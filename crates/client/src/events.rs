use overlook_protocol::{ChannelMessage, TrickleCandidate};
use tokio::sync::mpsc;
use webrtc::ice_transport::ice_connection_state::RTCIceConnectionState;

use crate::signaling::JanusPush;
use crate::video::ReceptionStats;

/// Everything the background producers (socket pump, webrtc callbacks,
/// video reader) report to the manager.
#[derive(Debug, Clone)]
pub enum SessionEvent {
    /// Unsolicited gateway message that needs a reaction
    Push(JanusPush),
    /// The signaling socket closed or errored
    SignalingLost(String),
    IceConnectionState(RTCIceConnectionState),
    /// Locally gathered candidate (or the completed sentinel) to trickle out
    LocalCandidate(TrickleCandidate),
    DataChannelOpen,
    ChannelMessage(ChannelMessage),
    VideoTrackStarted { mime_type: String },
    InboundFps(f64),
    Reception(ReceptionStats),
    VideoSize { width: u32, height: u32 },
}

/// Producer handle stamped with the session generation it belongs to.
///
/// The manager bumps its generation on every teardown and drops events
/// carrying an older one, so late callbacks of a closed peer are inert.
#[derive(Clone)]
pub struct EventSender {
    generation: u64,
    tx: mpsc::UnboundedSender<(u64, SessionEvent)>,
}

pub type EventReceiver = mpsc::UnboundedReceiver<(u64, SessionEvent)>;

pub fn channel(generation: u64) -> (EventSender, EventReceiver) {
    let (tx, rx) = mpsc::unbounded_channel();
    (EventSender { generation, tx }, rx)
}

impl EventSender {
    /// Same channel, new generation.
    pub fn for_generation(&self, generation: u64) -> Self {
        Self {
            generation,
            tx: self.tx.clone(),
        }
    }

    pub fn generation(&self) -> u64 {
        self.generation
    }

    /// Returns false once the manager is gone.
    pub fn send(&self, event: SessionEvent) -> bool {
        self.tx.send((self.generation, event)).is_ok()
    }
}

#[cfg(test)]
mod tests {
    use super::*;

    #[tokio::test]
    async fn events_carry_their_generation() {
        let (tx, mut rx) = channel(1);
        let newer = tx.for_generation(2);
        assert!(tx.send(SessionEvent::DataChannelOpen));
        assert!(newer.send(SessionEvent::InboundFps(30.0)));

        let (generation, _) = rx.recv().await.unwrap();
        assert_eq!(generation, 1);
        let (generation, event) = rx.recv().await.unwrap();
        assert_eq!(generation, 2);
        assert!(matches!(event, SessionEvent::InboundFps(f) if f == 30.0));
    }

    #[test]
    fn send_fails_after_receiver_dropped() {
        let (tx, rx) = channel(0);
        drop(rx);
        assert!(!tx.send(SessionEvent::DataChannelOpen));
    }
}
+-------+
Report every line of the records that contains the word "callbacks".

**EXPECTED ANSWER**
/// Everything the background producers (socket pump, webrtc callbacks,
/// carrying an older one, so late callbacks of a closed peer are inert.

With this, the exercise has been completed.